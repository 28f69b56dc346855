// src/watch/watcher.rs

//! The live watch set: one record per monitored directory.
//!
//! Records live in a slab with stable integer indices. A removed slot goes
//! onto a free list and is reclaimed by the next add; its generation counter
//! is bumped so tokens minted for the old occupant stop resolving. The
//! parallel `path → index` map serves duplicate-add detection and targeted
//! removals when the cache reports a deleted child.

use std::collections::HashMap;
use std::fs::{self, File};
use std::os::unix::fs::MetadataExt;
use std::path::{Path, PathBuf};

use tracing::{debug, info, warn};

use crate::cache::StructureCache;
use crate::errors::{PlexmonError, Result};
use crate::watch::queue::PathQueue;
use crate::watch::source::{VnodeEventSource, WatchToken};

/// Hard cap on simultaneously watched directories.
pub const MAX_WATCHED_DIRS: usize = 2048;

/// Longest accepted watch path, in bytes.
pub const MAX_PATH_BYTES: usize = 1024;

/// A single monitored directory.
///
/// The open handle keeps the underlying vnode addressable for the lifetime
/// of the watch; (device, inode) captured at registration detect
/// delete-then-recreate.
#[derive(Debug)]
pub struct WatchRecord {
    pub path: PathBuf,
    pub section_id: i64,
    /// Held open for the lifetime of the watch; dropped exactly once on
    /// removal.
    _handle: File,
    device: u64,
    inode: u64,
}

#[derive(Debug, Default)]
struct Slot {
    generation: u64,
    record: Option<WatchRecord>,
}

/// Slab of watch records with stable indices and O(1) path lookup.
#[derive(Debug)]
pub struct WatchSet {
    slots: Vec<Slot>,
    free: Vec<usize>,
    by_path: HashMap<PathBuf, usize>,
    active: usize,
    fd_ceiling: usize,
}

impl Default for WatchSet {
    fn default() -> Self {
        Self::new()
    }
}

impl WatchSet {
    /// Construct with the fd ceiling derived from the process rlimit.
    pub fn new() -> Self {
        Self::with_fd_ceiling(fd_ceiling_from_rlimit())
    }

    pub fn with_fd_ceiling(fd_ceiling: usize) -> Self {
        Self {
            slots: Vec::new(),
            free: Vec::new(),
            by_path: HashMap::new(),
            active: 0,
            fd_ceiling: fd_ceiling.max(1),
        }
    }

    /// Number of live watches.
    pub fn active_count(&self) -> usize {
        self.active
    }

    /// Slab index for `path`, if it holds a live record.
    pub fn index_of(&self, path: &Path) -> Option<usize> {
        let &index = self.by_path.get(path)?;
        self.slots
            .get(index)
            .and_then(|slot| slot.record.as_ref())
            .map(|_| index)
    }

    /// Record at `index`, if live.
    pub fn record(&self, index: usize) -> Option<&WatchRecord> {
        self.slots.get(index)?.record.as_ref()
    }

    /// Resolve an event token, validating its generation.
    ///
    /// A mismatched generation means the slot was recycled after the event
    /// was queued; the event belongs to a watch that no longer exists.
    pub fn resolve(&self, token: WatchToken) -> Option<&WatchRecord> {
        let slot = self.slots.get(token.index)?;
        if slot.generation != token.generation {
            return None;
        }
        slot.record.as_ref()
    }

    /// Add `path` to the watch set.
    ///
    /// Idempotent under identity: if the path is already watched and its
    /// (device, inode) still match the on-disk directory, the existing index
    /// is returned without opening anything. A stale record (recreated
    /// directory) is pruned first. Partial failures unwind exactly: either
    /// the record is fully registered or the set is unchanged.
    pub fn add<S>(&mut self, source: &mut S, path: &Path, section_id: i64) -> Result<usize>
    where
        S: VnodeEventSource + ?Sized,
    {
        if path.as_os_str().len() >= MAX_PATH_BYTES {
            return Err(PlexmonError::PathTooLong(path.to_path_buf()));
        }

        if let Some(index) = self.index_of(path) {
            if self.identity_matches(index) {
                debug!(path = %path.display(), index, "directory already watched");
                return Ok(index);
            }
            debug!(path = %path.display(), "pruning stale watch before re-adding");
            self.remove(source, index);
        }

        if self.active >= self.fd_ceiling {
            warn!(
                path = %path.display(),
                active = self.active,
                ceiling = self.fd_ceiling,
                "watch limit reached"
            );
            return Err(PlexmonError::WatchLimit(self.active));
        }

        let handle = File::open(path)?;
        let meta = handle.metadata()?;
        if !meta.is_dir() {
            return Err(PlexmonError::NotADirectory(path.to_path_buf()));
        }

        let index = self.free.pop().unwrap_or_else(|| {
            self.slots.push(Slot::default());
            self.slots.len() - 1
        });
        let token = WatchToken {
            index,
            generation: self.slots[index].generation,
        };

        self.slots[index].record = Some(WatchRecord {
            path: path.to_path_buf(),
            section_id,
            _handle: handle,
            device: meta.dev(),
            inode: meta.ino(),
        });
        self.by_path.insert(path.to_path_buf(), index);

        if let Err(err) = source.register(path, token) {
            // Unwind: drop the record (closing the handle), release the
            // slot, and restore the map.
            self.by_path.remove(path);
            self.slots[index].record = None;
            self.free.push(index);
            return Err(err);
        }

        self.active += 1;
        debug!(path = %path.display(), index, section_id, "watching directory");
        Ok(index)
    }

    /// Remove the record at `index`: unregister from the event source,
    /// close the handle, bump the generation and recycle the slot.
    pub fn remove<S>(&mut self, source: &mut S, index: usize)
    where
        S: VnodeEventSource + ?Sized,
    {
        let Some(slot) = self.slots.get_mut(index) else {
            return;
        };
        let Some(record) = slot.record.take() else {
            return;
        };

        debug!(path = %record.path.display(), index, "removing directory from watch set");
        source.unregister(&record.path);
        self.by_path.remove(&record.path);
        slot.generation += 1;
        self.free.push(index);
        self.active -= 1;
        // `record` (and with it the directory handle) drops here.
    }

    /// True if `path` is watched and its identity still matches the disk.
    ///
    /// A record whose directory was deleted or recreated is pruned as a
    /// side effect, mirroring what the next event on it would do.
    pub fn is_watched_current<S>(&mut self, source: &mut S, path: &Path) -> bool
    where
        S: VnodeEventSource + ?Sized,
    {
        let Some(index) = self.index_of(path) else {
            return false;
        };
        if self.identity_matches(index) {
            return true;
        }
        self.remove(source, index);
        false
    }

    fn identity_matches(&self, index: usize) -> bool {
        let Some(record) = self.record(index) else {
            return false;
        };
        match fs::metadata(&record.path) {
            Ok(meta) => meta.dev() == record.device && meta.ino() == record.inode,
            Err(_) => false,
        }
    }
}

/// Soft fd ceiling: half the process limit, capped by [`MAX_WATCHED_DIRS`].
fn fd_ceiling_from_rlimit() -> usize {
    let mut limit = libc::rlimit {
        rlim_cur: 0,
        rlim_max: 0,
    };
    // SAFETY: getrlimit only writes into the struct we hand it.
    let rc = unsafe { libc::getrlimit(libc::RLIMIT_NOFILE, &mut limit) };
    if rc != 0 {
        return MAX_WATCHED_DIRS;
    }
    ((limit.rlim_cur / 2) as usize).min(MAX_WATCHED_DIRS).max(1)
}

/// Register `root` and every directory below it, breadth first.
///
/// Used at startup for each library location and as the fallback when a
/// cache refresh fails mid-run. The cache is consulted for children and
/// refreshed on miss; unreadable directories are skipped with a warning.
pub fn watch_tree<S, C>(
    watches: &mut WatchSet,
    cache: &mut C,
    source: &mut S,
    root: &Path,
    section_id: i64,
) -> Result<()>
where
    S: VnodeEventSource + ?Sized,
    C: StructureCache + ?Sized,
{
    let mut queue = PathQueue::new();
    queue.enqueue(root)?;

    debug!(root = %root.display(), "starting directory tree registration");

    while let Some(current) = queue.dequeue() {
        if !watches.is_watched_current(source, &current) {
            if let Err(err) = watches.add(source, &current, section_id) {
                warn!(path = %current.display(), error = %err, "failed to watch directory");
                continue;
            }
        }

        let mut children = cached_children(cache, &current);
        if children.is_none() {
            match cache.refresh(&current) {
                Ok(_) => children = cached_children(cache, &current),
                Err(err) => {
                    warn!(path = %current.display(), error = %err, "failed to read directory");
                    continue;
                }
            }
        }

        for child in children.unwrap_or_default() {
            if let Err(err) = queue.enqueue(child) {
                warn!(root = %root.display(), "tree walk aborted: path queue full");
                queue.clear();
                return Err(err);
            }
        }
    }

    Ok(())
}

/// After a structural change under `root`, register any unwatched
/// subdirectories, breadth first. Returns the number of new registrations.
///
/// Stale records encountered along the way (delete-then-recreate) are
/// pruned by the identity check and immediately re-registered against the
/// new inode. Only newly registered directories are descended into; an
/// already-watched child covers its own subtree.
pub fn scan_new_directories<S, C>(
    watches: &mut WatchSet,
    cache: &mut C,
    source: &mut S,
    root: &Path,
    section_id: i64,
) -> usize
where
    S: VnodeEventSource + ?Sized,
    C: StructureCache + ?Sized,
{
    let mut queue = PathQueue::new();
    if queue.enqueue(root).is_err() {
        return 0;
    }

    let mut registered = 0;

    while let Some(current) = queue.dequeue() {
        let Some(children) = cached_children(cache, &current) else {
            continue;
        };

        for child in children {
            if watches.is_watched_current(source, &child) {
                continue;
            }

            match watches.add(source, &child, section_id) {
                Ok(_) => {
                    registered += 1;
                    // Newly seen directory: make sure its own children are
                    // cached before descending.
                    if cache.subdirs(&child).is_none() {
                        if let Err(err) = cache.refresh(&child) {
                            warn!(path = %child.display(), error = %err, "failed to read new directory");
                            continue;
                        }
                    }
                    if queue.enqueue(&child).is_err() {
                        warn!(root = %root.display(), "subtree scan aborted: path queue full");
                        return registered;
                    }
                }
                Err(err) => {
                    warn!(path = %child.display(), error = %err, "failed to watch new directory");
                }
            }
        }
    }

    if registered > 0 {
        info!(root = %root.display(), registered, "registered new directories");
    }

    registered
}

fn cached_children<C>(cache: &C, path: &Path) -> Option<Vec<PathBuf>>
where
    C: StructureCache + ?Sized,
{
    cache
        .subdirs(path)
        .map(|set| set.iter().cloned().collect())
}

····················

**Directions**: Go through the material above and output exactly the lines from the one containing "let Some(record) = slot.record.take()" through the one containing "fn fd_ceiling_from_rlimit() ->".

**Answer to this task**:
        let Some(record) = slot.record.take() else {
            return;
        };

        debug!(path = %record.path.display(), index, "removing directory from watch set");
        source.unregister(&record.path);
        self.by_path.remove(&record.path);
        slot.generation += 1;
        self.free.push(index);
        self.active -= 1;
        // `record` (and with it the directory handle) drops here.
    }

    /// True if `path` is watched and its identity still matches the disk.
    ///
    /// A record whose directory was deleted or recreated is pruned as a
    /// side effect, mirroring what the next event on it would do.
    pub fn is_watched_current<S>(&mut self, source: &mut S, path: &Path) -> bool
    where
        S: VnodeEventSource + ?Sized,
    {
        let Some(index) = self.index_of(path) else {
            return false;
        };
        if self.identity_matches(index) {
            return true;
        }
        self.remove(source, index);
        false
    }

    fn identity_matches(&self, index: usize) -> bool {
        let Some(record) = self.record(index) else {
            return false;
        };
        match fs::metadata(&record.path) {
            Ok(meta) => meta.dev() == record.device && meta.ino() == record.inode,
            Err(_) => false,
        }
    }
}

/// Soft fd ceiling: half the process limit, capped by [`MAX_WATCHED_DIRS`].
fn fd_ceiling_from_rlimit() -> usize {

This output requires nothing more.